**Description of the task:**
What is the number of lines in the records that contain "Algorithm"? Give only that number.

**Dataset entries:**
//! Test helpers for summarize-service integration tests.
//!
//! Spawns the full router on an ephemeral port with an in-memory quota
//! store and a mock provider, so no PostgreSQL or upstream API is needed.

#![allow(dead_code)]

use chrono::{DateTime, Duration, Utc};
use jsonwebtoken::{encode, Algorithm, EncodingKey, Header};
use std::sync::Arc;
use summarize_service::config::{
    AuthConfig, DatabaseConfig, ModelConfig, OpenAiConfig, SecurityConfig, SummarizeConfig,
};
use summarize_service::models::AccountState;
use summarize_service::services::providers::{ChatProvider, MockChatProvider};
use summarize_service::services::{AccessClaims, InMemoryQuotaStore, QuotaStore, TokenVerifier};
use summarize_service::{build_router, AppState};
use tokio::net::TcpListener;
use uuid::Uuid;

pub const TEST_JWT_SECRET: &str = "test-signing-secret-0123456789abcdef";

/// API key placed in the test config; responses must never echo it.
pub const TEST_API_KEY: &str = "sk-test-key-never-echoed";

pub const MOCK_SNIPPETS: &str = "First insight.\n---\nSecond insight.\n---\nThird insight.";

pub struct TestApp {
    pub address: String,
    pub store: Arc<InMemoryQuotaStore>,
    pub provider: Arc<MockChatProvider>,
}

impl TestApp {
    pub async fn spawn() -> Self {
        Self::spawn_with_provider(MockChatProvider::respond_with(MOCK_SNIPPETS)).await
    }

    pub async fn spawn_with_provider(provider: MockChatProvider) -> Self {
        let store = Arc::new(InMemoryQuotaStore::new());
        let provider = Arc::new(provider);

        let state = AppState {
            config: test_config(),
            verifier: TokenVerifier::new(TEST_JWT_SECRET),
            store: store.clone() as Arc<dyn QuotaStore>,
            provider: provider.clone() as Arc<dyn ChatProvider>,
        };

        let router = build_router(state);
        let listener = TcpListener::bind("127.0.0.1:0")
            .await
            .expect("Failed to bind test listener");
        let address = format!("http://{}", listener.local_addr().unwrap());

        tokio::spawn(async move {
            let _ = axum::serve(listener, router).await;
        });

        TestApp {
            address,
            store,
            provider,
        }
    }

    pub fn client(&self) -> reqwest::Client {
        reqwest::Client::new()
    }

    /// Seed a subject on the "pro" plan in the current billing period.
    pub fn seed_subject(&self, token_limit: i64, tokens_used: i64) -> Uuid {
        let user_id = Uuid::new_v4();
        let now = Utc::now();
        self.store.insert_account(
            user_id,
            AccountState {
                active: true,
                plan_id: Some("pro".to_string()),
                plan_active: true,
                token_limit: Some(token_limit),
                current_period_start: Some(now - Duration::days(1)),
                current_period_end: Some(now + Duration::days(29)),
                tokens_used,
            },
        );
        user_id
    }

    pub fn bearer_token(&self, user_id: Uuid) -> String {
        sign_token(TEST_JWT_SECRET, user_id, Utc::now() + Duration::hours(1))
    }

    pub fn expired_token(&self, user_id: Uuid) -> String {
        // Well beyond the verifier's leeway
        sign_token(TEST_JWT_SECRET, user_id, Utc::now() - Duration::hours(2))
    }
}

pub fn sign_token(secret: &str, user_id: Uuid, expires_at: DateTime<Utc>) -> String {
    let claims = AccessClaims {
        sub: user_id.to_string(),
        email: Some("reader@example.com".to_string()),
        exp: expires_at.timestamp(),
        iat: Some(Utc::now().timestamp()),
    };

    encode(
        &Header::new(Algorithm::HS256),
        &claims,
        &EncodingKey::from_secret(secret.as_bytes()),
    )
    .expect("Failed to sign test token")
}

fn test_config() -> SummarizeConfig {
    SummarizeConfig {
        common: service_core::config::Config { port: 0 },
        auth: AuthConfig {
            jwt_secret: TEST_JWT_SECRET.to_string(),
        },
        database: DatabaseConfig {
            url: "postgres://localhost/unused".to_string(),
            max_connections: 1,
            min_connections: 1,
        },
        openai: OpenAiConfig {
            api_key: TEST_API_KEY.to_string(),
            base_url: "http://127.0.0.1:9".to_string(),
        },
        models: ModelConfig {
            default_model: "gpt-3.5-turbo".to_string(),
            default_temperature: 0.5,
            default_max_tokens: 500,
            max_completion_tokens: 2000,
        },
        security: SecurityConfig {
            allowed_origins: vec!["*".to_string()],
        },
    }
}
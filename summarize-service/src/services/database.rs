//! External-store access for quota decisions and usage accounting.
//!
//! The account, plan and usage tables live in the identity platform's
//! PostgreSQL database; this service reads them per request (no caching)
//! and appends usage rows after successful upstream calls. The check and
//! the subsequent write are deliberately not one atomic store operation.

use crate::models::{evaluate, AccountRow, AccountState, PlanRow, QuotaDecision, UsageRecord};
use async_trait::async_trait;
use chrono::Utc;
use service_core::error::AppError;
use sqlx::postgres::{PgPool, PgPoolOptions};
use std::collections::HashMap;
use std::sync::atomic::{AtomicBool, AtomicUsize, Ordering};
use std::sync::Mutex;
use std::time::Duration;
use tracing::{info, instrument};
use uuid::Uuid;

/// Capability interface over the external store.
///
/// `check_limit` authorizes a call, `read_plan` backs `/api/me` with the
/// same arithmetic, `record_usage` accounts for consumption afterwards.
#[async_trait]
pub trait QuotaStore: Send + Sync {
    async fn check_limit(&self, user_id: Uuid) -> Result<QuotaDecision, AppError>;

    async fn read_plan(&self, user_id: Uuid) -> Result<QuotaDecision, AppError>;

    async fn record_usage(
        &self,
        user_id: Uuid,
        model: &str,
        token_count: i64,
    ) -> Result<(), AppError>;

    async fn health_check(&self) -> Result<(), AppError>;
}

/// PostgreSQL-backed store.
#[derive(Clone)]
pub struct Database {
    pool: PgPool,
}

impl Database {
    #[instrument(skip(database_url), fields(service = "summarize-service"))]
    pub async fn new(
        database_url: &str,
        max_connections: u32,
        min_connections: u32,
    ) -> Result<Self, AppError> {
        info!(
            max_connections = max_connections,
            min_connections = min_connections,
            "Connecting to PostgreSQL"
        );

        let pool = PgPoolOptions::new()
            .max_connections(max_connections)
            .min_connections(min_connections)
            .acquire_timeout(Duration::from_secs(30))
            .idle_timeout(Duration::from_secs(600))
            .connect(database_url)
            .await
            .map_err(|e| AppError::DatabaseError(anyhow::anyhow!("Failed to connect: {}", e)))?;

        info!("PostgreSQL connection pool established");

        Ok(Self { pool })
    }

    pub fn from_pool(pool: PgPool) -> Self {
        Self { pool }
    }

    /// Assemble the subject's account, plan and current-period consumption
    /// into one state snapshot.
    #[instrument(skip(self), fields(user_id = %user_id))]
    async fn load_account_state(&self, user_id: Uuid) -> Result<Option<AccountState>, AppError> {
        let account = sqlx::query_as::<_, AccountRow>(
            r#"
            SELECT user_id, email, active, plan_id, current_period_start, current_period_end
            FROM users
            WHERE user_id = $1
            "#,
        )
        .bind(user_id)
        .fetch_optional(&self.pool)
        .await
        .map_err(|e| AppError::DatabaseError(anyhow::anyhow!("Failed to load account: {}", e)))?;

        let Some(account) = account else {
            return Ok(None);
        };

        let mut state = AccountState {
            active: account.active,
            plan_id: account.plan_id.clone(),
            plan_active: false,
            token_limit: None,
            current_period_start: account.current_period_start,
            current_period_end: account.current_period_end,
            tokens_used: 0,
        };

        if let Some(plan_id) = &account.plan_id {
            let plan = sqlx::query_as::<_, PlanRow>(
                r#"
                SELECT plan_id, active, token_limit
                FROM plans
                WHERE plan_id = $1
                "#,
            )
            .bind(plan_id)
            .fetch_optional(&self.pool)
            .await
            .map_err(|e| AppError::DatabaseError(anyhow::anyhow!("Failed to load plan: {}", e)))?;

            if let Some(plan) = plan {
                state.plan_active = plan.active;
                state.token_limit = plan.token_limit;
            }
        }

        let tokens_used: i64 = if let Some(period_start) = account.current_period_start {
            sqlx::query_scalar(
                r#"
                SELECT COALESCE(SUM(token_count), 0)::bigint
                FROM usage_log
                WHERE user_id = $1 AND recorded_utc >= $2
                "#,
            )
            .bind(user_id)
            .bind(period_start)
            .fetch_one(&self.pool)
            .await
        } else {
            sqlx::query_scalar(
                r#"
                SELECT COALESCE(SUM(token_count), 0)::bigint
                FROM usage_log
                WHERE user_id = $1
                "#,
            )
            .bind(user_id)
            .fetch_one(&self.pool)
            .await
        }
        .map_err(|e| AppError::DatabaseError(anyhow::anyhow!("Failed to sum usage: {}", e)))?;

        state.tokens_used = tokens_used;

        Ok(Some(state))
    }
}

#[async_trait]
impl QuotaStore for Database {
    async fn check_limit(&self, user_id: Uuid) -> Result<QuotaDecision, AppError> {
        let state = self.load_account_state(user_id).await?;
        Ok(evaluate(state.as_ref(), Utc::now()))
    }

    async fn read_plan(&self, user_id: Uuid) -> Result<QuotaDecision, AppError> {
        self.check_limit(user_id).await
    }

    #[instrument(skip(self), fields(user_id = %user_id, model = %model))]
    async fn record_usage(
        &self,
        user_id: Uuid,
        model: &str,
        token_count: i64,
    ) -> Result<(), AppError> {
        sqlx::query(
            r#"
            INSERT INTO usage_log (usage_id, user_id, model, token_count, recorded_utc)
            VALUES ($1, $2, $3, $4, $5)
            "#,
        )
        .bind(Uuid::new_v4())
        .bind(user_id)
        .bind(model)
        .bind(token_count)
        .bind(Utc::now())
        .execute(&self.pool)
        .await
        .map_err(|e| AppError::DatabaseError(anyhow::anyhow!("Failed to record usage: {}", e)))?;

        info!(tokens = token_count, "Usage recorded");

        Ok(())
    }

    #[instrument(skip(self))]
    async fn health_check(&self) -> Result<(), AppError> {
        sqlx::query("SELECT 1")
            .execute(&self.pool)
            .await
            .map_err(|e| AppError::DatabaseError(anyhow::anyhow!("Health check failed: {}", e)))?;
        Ok(())
    }
}

/// In-memory store for tests and local development without PostgreSQL.
///
/// Counts reads so tests can assert that rejected requests never touched
/// the store, and supports scripted read/write failures.
#[derive(Default)]
pub struct InMemoryQuotaStore {
    accounts: Mutex<HashMap<Uuid, AccountState>>,
    usage: Mutex<Vec<UsageRecord>>,
    reads: AtomicUsize,
    fail_reads: AtomicBool,
    fail_writes: AtomicBool,
}

impl InMemoryQuotaStore {
    pub fn new() -> Self {
        Self::default()
    }

    pub fn insert_account(&self, user_id: Uuid, state: AccountState) {
        self.accounts.lock().unwrap().insert(user_id, state);
    }

    pub fn usage(&self) -> Vec<UsageRecord> {
        self.usage.lock().unwrap().clone()
    }

    pub fn read_count(&self) -> usize {
        self.reads.load(Ordering::SeqCst)
    }

    pub fn set_fail_reads(&self, fail: bool) {
        self.fail_reads.store(fail, Ordering::SeqCst);
    }

    pub fn set_fail_writes(&self, fail: bool) {
        self.fail_writes.store(fail, Ordering::SeqCst);
    }
}

#[async_trait]
impl QuotaStore for InMemoryQuotaStore {
    async fn check_limit(&self, user_id: Uuid) -> Result<QuotaDecision, AppError> {
        self.reads.fetch_add(1, Ordering::SeqCst);
        if self.fail_reads.load(Ordering::SeqCst) {
            return Err(AppError::DatabaseError(anyhow::anyhow!(
                "store unreachable"
            )));
        }
        let accounts = self.accounts.lock().unwrap();
        Ok(evaluate(accounts.get(&user_id), Utc::now()))
    }

    async fn read_plan(&self, user_id: Uuid) -> Result<QuotaDecision, AppError> {
        self.check_limit(user_id).await
    }

    async fn record_usage(
        &self,
        user_id: Uuid,
        model: &str,
        token_count: i64,
    ) -> Result<(), AppError> {
        if self.fail_writes.load(Ordering::SeqCst) {
            return Err(AppError::DatabaseError(anyhow::anyhow!(
                "store unreachable"
            )));
        }
        self.usage.lock().unwrap().push(UsageRecord {
            usage_id: Uuid::new_v4(),
            user_id,
            model: model.to_string(),
            token_count,
            recorded_utc: Utc::now(),
        });
        if let Some(state) = self.accounts.lock().unwrap().get_mut(&user_id) {
            state.tokens_used += token_count;
        }
        Ok(())
    }

    async fn health_check(&self) -> Result<(), AppError> {
        Ok(())
    }
}
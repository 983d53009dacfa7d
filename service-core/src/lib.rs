//! service-core: Shared infrastructure for the summarization gateway workspace.
pub mod config;
pub mod error;
pub mod middleware;
pub mod observability;

pub use async_trait;
pub use axum;
pub use serde;
pub use serde_json;
pub use sqlx;
pub use tokio;
pub use tower;
pub use tower_http;
pub use tracing;
pub use validator;
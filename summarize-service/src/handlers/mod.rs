pub mod chat;
pub mod me;
pub mod metrics;

use crate::services::AccessClaims;
use service_core::error::AppError;
use uuid::Uuid;

/// The store keys subjects by UUID; a token whose subject claim is not one
/// cannot belong to a known account.
pub(crate) fn subject_id(claims: &AccessClaims) -> Result<Uuid, AppError> {
    Uuid::parse_str(&claims.sub)
        .map_err(|_| AppError::Unauthorized(anyhow::anyhow!("Invalid subject identifier")))
}
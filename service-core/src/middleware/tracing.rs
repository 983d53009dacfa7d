use axum::http::HeaderValue;
use axum::{extract::Request, middleware::Next, response::Response};
use uuid::Uuid;

pub const REQUEST_ID_HEADER: &str = "x-request-id";

/// Ensures every request carries an `x-request-id`, minting one when the
/// client did not supply it, and echoes it on the response.
pub async fn request_id_middleware(mut req: Request, next: Next) -> Response {
    let request_id = req
        .headers()
        .get(REQUEST_ID_HEADER)
        .and_then(|h| h.to_str().ok())
        .map(str::to_owned)
        .unwrap_or_else(|| Uuid::new_v4().to_string());

    if let Ok(value) = HeaderValue::from_str(&request_id) {
        req.headers_mut().insert(REQUEST_ID_HEADER, value);
    }

    let mut response = next.run(req).await;

    if let Ok(value) = HeaderValue::from_str(&request_id) {
        response.headers_mut().insert(REQUEST_ID_HEADER, value);
    }

    response
}
//! Mock provider implementation for testing.

use super::{ChatProvider, Completion, CompletionRequest, ProviderError, TokenUsage};
use async_trait::async_trait;
use std::sync::atomic::{AtomicUsize, Ordering};

/// Scripted failure modes for the mock provider.
#[derive(Debug, Clone, Copy)]
pub enum MockFailure {
    Api,
    RateLimited,
    Network,
}

/// Mock chat provider: returns canned content or a scripted failure, and
/// counts calls so tests can assert the upstream was (not) reached.
pub struct MockChatProvider {
    content: String,
    fail_with: Option<MockFailure>,
    calls: AtomicUsize,
}

impl MockChatProvider {
    pub fn respond_with(content: impl Into<String>) -> Self {
        Self {
            content: content.into(),
            fail_with: None,
            calls: AtomicUsize::new(0),
        }
    }

    pub fn fail_with(failure: MockFailure) -> Self {
        Self {
            content: String::new(),
            fail_with: Some(failure),
            calls: AtomicUsize::new(0),
        }
    }

    pub fn calls(&self) -> usize {
        self.calls.load(Ordering::SeqCst)
    }
}

#[async_trait]
impl ChatProvider for MockChatProvider {
    async fn complete(&self, request: &CompletionRequest) -> Result<Completion, ProviderError> {
        self.calls.fetch_add(1, Ordering::SeqCst);

        if let Some(failure) = self.fail_with {
            return Err(match failure {
                MockFailure::Api => ProviderError::Api {
                    status: 500,
                    message: "upstream unavailable".to_string(),
                },
                MockFailure::RateLimited => ProviderError::RateLimited,
                MockFailure::Network => ProviderError::Network("connection reset".to_string()),
            });
        }

        let prompt_chars: usize = request.messages.iter().map(|m| m.content.len()).sum();

        Ok(Completion {
            content: self.content.clone(),
            model: request.model.clone(),
            usage: TokenUsage::estimate(prompt_chars, self.content.len()),
        })
    }

    async fn health_check(&self) -> Result<(), ProviderError> {
        if self.fail_with.is_some() {
            Err(ProviderError::NotConfigured(
                "Mock provider scripted to fail".to_string(),
            ))
        } else {
            Ok(())
        }
    }
}
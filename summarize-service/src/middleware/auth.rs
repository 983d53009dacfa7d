use axum::{
    extract::{FromRequestParts, Request, State},
    http::{header, request::Parts},
    middleware::Next,
    response::Response,
};
use service_core::error::AppError;

use crate::{
    services::{metrics, AccessClaims},
    AppState,
};

/// Middleware to require a valid bearer token.
///
/// Every verification failure reads as the same 401 externally; the
/// precise cause is only logged.
pub async fn auth_middleware(
    State(state): State<AppState>,
    mut req: Request,
    next: Next,
) -> Result<Response, AppError> {
    let token = req
        .headers()
        .get(header::AUTHORIZATION)
        .and_then(|value| value.to_str().ok())
        .and_then(|value| value.strip_prefix("Bearer "));

    let Some(token) = token else {
        metrics::record_request("unauthenticated");
        return Err(AppError::Unauthorized(anyhow::anyhow!(
            "Missing or invalid Authorization header"
        )));
    };

    let claims = state.verifier.verify(token).map_err(|e| {
        tracing::debug!(kind = ?e.kind(), "Token rejected");
        metrics::record_request("unauthenticated");
        AppError::Unauthorized(anyhow::anyhow!("Invalid or expired token"))
    })?;

    // Store claims in request extensions so handlers can access them
    req.extensions_mut().insert(claims);

    Ok(next.run(req).await)
}

/// Extractor to easily get claims in handlers
pub struct AuthUser(pub AccessClaims);

#[axum::async_trait]
impl<S> FromRequestParts<S> for AuthUser
where
    S: Send + Sync,
{
    type Rejection = AppError;

    async fn from_request_parts(parts: &mut Parts, _state: &S) -> Result<Self, Self::Rejection> {
        let claims = parts.extensions.get::<AccessClaims>().ok_or_else(|| {
            AppError::InternalError(anyhow::anyhow!(
                "Auth claims missing from request extensions"
            ))
        })?;

        Ok(AuthUser(claims.clone()))
    }
}
use axum::{extract::State, Json};
use serde::{Deserialize, Serialize};
use service_core::error::AppError;
use std::time::Instant;
use validator::Validate;

use crate::{
    handlers::subject_id,
    middleware::AuthUser,
    services::{
        metrics, prompt,
        providers::{CompletionRequest, TokenUsage},
    },
    AppState,
};

/// Summarization request body.
#[derive(Debug, Deserialize, Validate)]
pub struct ChatRequest {
    /// Long-form input to summarize.
    #[validate(length(min = 1, message = "text must not be empty"))]
    pub text: String,
    /// Preferred snippet format name; unrecognized values use the default.
    pub format: Option<String>,
    /// Preferred tone name; unrecognized values use the default.
    pub persona: Option<String>,
    pub model: Option<String>,
    #[validate(range(min = 0.0, max = 2.0, message = "temperature must be between 0 and 2"))]
    pub temperature: Option<f32>,
    #[validate(range(min = 1, message = "max_tokens must be positive"))]
    pub max_tokens: Option<i64>,
}

#[derive(Debug, Serialize)]
pub struct ChatResponse {
    pub snippets: Vec<String>,
    pub snippet_count: usize,
    pub model: String,
    pub usage: TokenUsage,
    pub plan: PlanInfo,
}

/// Pre-call plan snapshot echoed back to the client.
#[derive(Debug, Serialize)]
pub struct PlanInfo {
    pub plan: String,
    pub remaining: i64,
}

/// Main endpoint: extract short-form snippets from long-form text.
///
/// Strict sequencing: authenticate (middleware) → quota check → compose →
/// upstream call → best-effort usage write → respond. A later stage never
/// runs when an earlier one failed.
#[axum::debug_handler]
pub async fn chat(
    State(state): State<AppState>,
    user: AuthUser,
    Json(req): Json<ChatRequest>,
) -> Result<Json<ChatResponse>, AppError> {
    req.validate().map_err(|e| {
        metrics::record_request("validation_error");
        AppError::from(e)
    })?;
    if req.text.trim().is_empty() {
        metrics::record_request("validation_error");
        return Err(AppError::BadRequest(anyhow::anyhow!(
            "text must not be empty"
        )));
    }

    let user_id = subject_id(&user.0)?;

    // 1. Authorize against the plan before any paid work. A store failure
    //    here rejects the request: authorization cannot be confirmed.
    let decision = state.store.check_limit(user_id).await.map_err(|e| {
        metrics::record_db_error("check_limit");
        e
    })?;

    if !decision.allowed {
        if let Some(reason) = decision.reason {
            tracing::info!(user_id = %user_id, reason = reason.as_str(), "Request denied by quota");
            metrics::record_quota_denial(reason.as_str());
        }
        metrics::record_request("quota_denied");
        return Err(AppError::Forbidden(anyhow::anyhow!(
            "Usage limit exceeded. Please upgrade your plan."
        )));
    }

    // 2. Merge the service prompt template with client preferences.
    let composed = prompt::compose(&req.text, req.format.as_deref(), req.persona.as_deref());

    // 3. Call the upstream model, budgeting output per requested snippet.
    let model = req
        .model
        .clone()
        .unwrap_or_else(|| state.config.models.default_model.clone());
    let max_tokens = req
        .max_tokens
        .unwrap_or(state.config.models.default_max_tokens)
        .saturating_mul(composed.snippet_count as i64)
        .min(state.config.models.max_completion_tokens);

    let request = CompletionRequest {
        model,
        messages: composed.messages,
        temperature: req
            .temperature
            .unwrap_or(state.config.models.default_temperature),
        max_tokens,
    };

    let started = Instant::now();
    let completion = state.provider.complete(&request).await.map_err(|e| {
        tracing::error!(error = %e, model = %request.model, "Upstream completion failed");
        metrics::record_provider_error("openai", e.kind());
        metrics::record_request("upstream_error");
        AppError::from(e)
    })?;
    metrics::record_provider_latency("openai", &request.model, started.elapsed().as_secs_f64());

    // 4. Parse the model output into individual snippets.
    let snippets = prompt::split_snippets(&completion.content);

    // 5. Account for consumption. A write failure must not unwind the
    //    response the user already paid for; it is logged and counted.
    if let Err(e) = state
        .store
        .record_usage(user_id, &completion.model, completion.usage.total_tokens)
        .await
    {
        tracing::error!(error = %e, user_id = %user_id, "Failed to record usage");
        metrics::record_usage_write_failure();
    }

    metrics::record_tokens(
        &completion.model,
        completion.usage.prompt_tokens,
        completion.usage.completion_tokens,
    );
    metrics::record_request("ok");

    Ok(Json(ChatResponse {
        snippet_count: snippets.len(),
        snippets,
        model: completion.model,
        usage: completion.usage,
        plan: PlanInfo {
            plan: decision.plan,
            remaining: decision.remaining,
        },
    }))
}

**Response:**
2